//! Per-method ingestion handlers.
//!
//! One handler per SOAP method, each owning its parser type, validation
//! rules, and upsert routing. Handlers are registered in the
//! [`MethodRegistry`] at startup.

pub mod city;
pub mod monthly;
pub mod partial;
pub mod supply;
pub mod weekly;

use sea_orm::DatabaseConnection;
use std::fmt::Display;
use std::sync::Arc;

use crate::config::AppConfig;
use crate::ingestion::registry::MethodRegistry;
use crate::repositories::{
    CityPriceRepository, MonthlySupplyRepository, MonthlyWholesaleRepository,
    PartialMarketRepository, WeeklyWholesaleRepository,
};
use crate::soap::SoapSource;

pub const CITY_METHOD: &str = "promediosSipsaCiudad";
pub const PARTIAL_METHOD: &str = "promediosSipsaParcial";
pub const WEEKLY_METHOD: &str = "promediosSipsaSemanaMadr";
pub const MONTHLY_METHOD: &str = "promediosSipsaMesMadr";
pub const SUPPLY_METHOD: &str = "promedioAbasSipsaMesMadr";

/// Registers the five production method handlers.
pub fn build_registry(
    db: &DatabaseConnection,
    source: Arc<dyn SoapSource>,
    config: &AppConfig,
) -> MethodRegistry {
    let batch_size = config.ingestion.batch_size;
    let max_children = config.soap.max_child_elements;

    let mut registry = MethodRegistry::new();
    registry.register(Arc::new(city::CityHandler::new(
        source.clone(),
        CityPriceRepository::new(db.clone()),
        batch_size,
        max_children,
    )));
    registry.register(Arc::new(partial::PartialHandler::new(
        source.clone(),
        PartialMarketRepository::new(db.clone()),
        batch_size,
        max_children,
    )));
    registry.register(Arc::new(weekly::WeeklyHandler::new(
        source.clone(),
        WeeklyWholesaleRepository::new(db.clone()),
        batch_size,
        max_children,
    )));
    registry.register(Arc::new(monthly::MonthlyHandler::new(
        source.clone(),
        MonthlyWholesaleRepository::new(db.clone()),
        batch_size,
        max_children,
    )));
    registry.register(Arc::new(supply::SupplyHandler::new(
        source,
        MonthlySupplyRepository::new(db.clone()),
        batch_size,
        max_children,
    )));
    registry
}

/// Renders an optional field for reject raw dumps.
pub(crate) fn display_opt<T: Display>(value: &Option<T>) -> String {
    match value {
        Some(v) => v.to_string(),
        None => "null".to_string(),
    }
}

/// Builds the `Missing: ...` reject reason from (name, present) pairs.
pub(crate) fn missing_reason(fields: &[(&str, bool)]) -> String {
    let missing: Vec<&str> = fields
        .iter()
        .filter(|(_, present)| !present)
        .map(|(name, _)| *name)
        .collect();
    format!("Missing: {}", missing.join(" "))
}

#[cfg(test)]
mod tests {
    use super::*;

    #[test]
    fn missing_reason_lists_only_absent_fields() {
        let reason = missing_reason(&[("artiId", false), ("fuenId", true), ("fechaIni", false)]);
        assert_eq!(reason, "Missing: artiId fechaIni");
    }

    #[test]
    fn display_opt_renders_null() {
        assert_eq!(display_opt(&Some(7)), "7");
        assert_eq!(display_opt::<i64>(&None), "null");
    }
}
________________
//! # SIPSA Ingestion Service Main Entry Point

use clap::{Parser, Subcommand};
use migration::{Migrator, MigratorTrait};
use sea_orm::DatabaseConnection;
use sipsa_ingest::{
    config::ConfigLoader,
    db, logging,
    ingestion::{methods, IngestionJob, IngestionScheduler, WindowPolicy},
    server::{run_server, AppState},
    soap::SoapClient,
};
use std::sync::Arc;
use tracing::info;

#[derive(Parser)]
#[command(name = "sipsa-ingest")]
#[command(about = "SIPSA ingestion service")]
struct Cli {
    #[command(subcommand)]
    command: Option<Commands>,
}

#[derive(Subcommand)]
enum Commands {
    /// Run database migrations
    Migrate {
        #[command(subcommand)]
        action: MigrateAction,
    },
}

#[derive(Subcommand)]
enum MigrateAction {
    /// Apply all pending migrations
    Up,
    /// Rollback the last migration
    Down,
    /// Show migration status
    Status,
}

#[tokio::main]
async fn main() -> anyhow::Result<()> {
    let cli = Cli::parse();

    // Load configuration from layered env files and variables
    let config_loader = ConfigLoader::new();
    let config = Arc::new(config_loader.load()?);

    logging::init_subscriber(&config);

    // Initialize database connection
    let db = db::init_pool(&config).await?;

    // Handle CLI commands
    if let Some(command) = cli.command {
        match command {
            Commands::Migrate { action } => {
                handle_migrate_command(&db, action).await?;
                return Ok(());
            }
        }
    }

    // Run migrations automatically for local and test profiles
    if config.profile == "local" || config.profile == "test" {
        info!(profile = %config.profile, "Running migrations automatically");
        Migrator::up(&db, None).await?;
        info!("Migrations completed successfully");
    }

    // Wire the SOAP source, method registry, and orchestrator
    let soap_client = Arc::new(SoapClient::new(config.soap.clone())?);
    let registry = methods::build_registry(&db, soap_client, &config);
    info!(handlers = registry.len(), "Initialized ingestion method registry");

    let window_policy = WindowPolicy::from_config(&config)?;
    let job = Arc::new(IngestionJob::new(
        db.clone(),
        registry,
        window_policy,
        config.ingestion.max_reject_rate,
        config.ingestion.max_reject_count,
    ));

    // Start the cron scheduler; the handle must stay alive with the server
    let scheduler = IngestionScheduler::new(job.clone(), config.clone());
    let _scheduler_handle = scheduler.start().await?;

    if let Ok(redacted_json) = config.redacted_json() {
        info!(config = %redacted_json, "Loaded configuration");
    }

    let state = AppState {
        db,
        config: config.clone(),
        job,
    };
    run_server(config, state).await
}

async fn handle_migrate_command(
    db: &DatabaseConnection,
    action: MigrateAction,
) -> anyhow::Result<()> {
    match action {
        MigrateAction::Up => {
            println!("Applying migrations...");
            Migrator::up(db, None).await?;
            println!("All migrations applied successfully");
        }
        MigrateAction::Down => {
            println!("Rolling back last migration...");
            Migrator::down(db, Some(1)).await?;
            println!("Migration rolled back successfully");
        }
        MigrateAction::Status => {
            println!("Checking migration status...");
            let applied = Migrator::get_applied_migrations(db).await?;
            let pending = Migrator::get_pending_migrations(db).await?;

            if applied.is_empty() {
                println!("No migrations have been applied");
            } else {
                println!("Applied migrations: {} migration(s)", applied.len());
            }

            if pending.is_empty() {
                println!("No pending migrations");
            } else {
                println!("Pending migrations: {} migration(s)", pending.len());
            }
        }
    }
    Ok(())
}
________________
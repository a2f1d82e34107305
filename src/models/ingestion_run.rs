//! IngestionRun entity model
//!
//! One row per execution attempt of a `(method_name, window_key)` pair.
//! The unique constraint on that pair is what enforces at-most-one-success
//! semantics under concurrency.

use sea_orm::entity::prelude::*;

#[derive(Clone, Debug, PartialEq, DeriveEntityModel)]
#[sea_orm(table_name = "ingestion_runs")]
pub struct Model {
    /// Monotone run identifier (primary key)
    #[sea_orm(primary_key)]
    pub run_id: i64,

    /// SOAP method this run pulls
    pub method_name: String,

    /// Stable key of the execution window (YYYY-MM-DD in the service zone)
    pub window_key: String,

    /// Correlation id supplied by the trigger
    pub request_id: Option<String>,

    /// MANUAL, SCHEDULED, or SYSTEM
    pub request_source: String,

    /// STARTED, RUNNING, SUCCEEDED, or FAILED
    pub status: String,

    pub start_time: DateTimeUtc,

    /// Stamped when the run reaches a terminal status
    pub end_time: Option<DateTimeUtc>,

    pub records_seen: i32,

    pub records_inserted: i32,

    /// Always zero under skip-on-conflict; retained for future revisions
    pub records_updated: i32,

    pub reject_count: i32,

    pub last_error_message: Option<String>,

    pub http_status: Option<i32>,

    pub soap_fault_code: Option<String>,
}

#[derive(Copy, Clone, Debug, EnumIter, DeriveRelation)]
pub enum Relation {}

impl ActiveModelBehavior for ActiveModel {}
________________
§ WORK ITEM:
Could you restate word for word the lines above from the one containing "#[derive(Copy, Clone, Debug, EnumIter, DeriveRelation)]" through the one containing "impl ActiveModelBehavior for", both included, and nothing else?

§ ANSWER SECTION:
#[derive(Copy, Clone, Debug, EnumIter, DeriveRelation)]
pub enum Relation {}

impl ActiveModelBehavior for ActiveModel {}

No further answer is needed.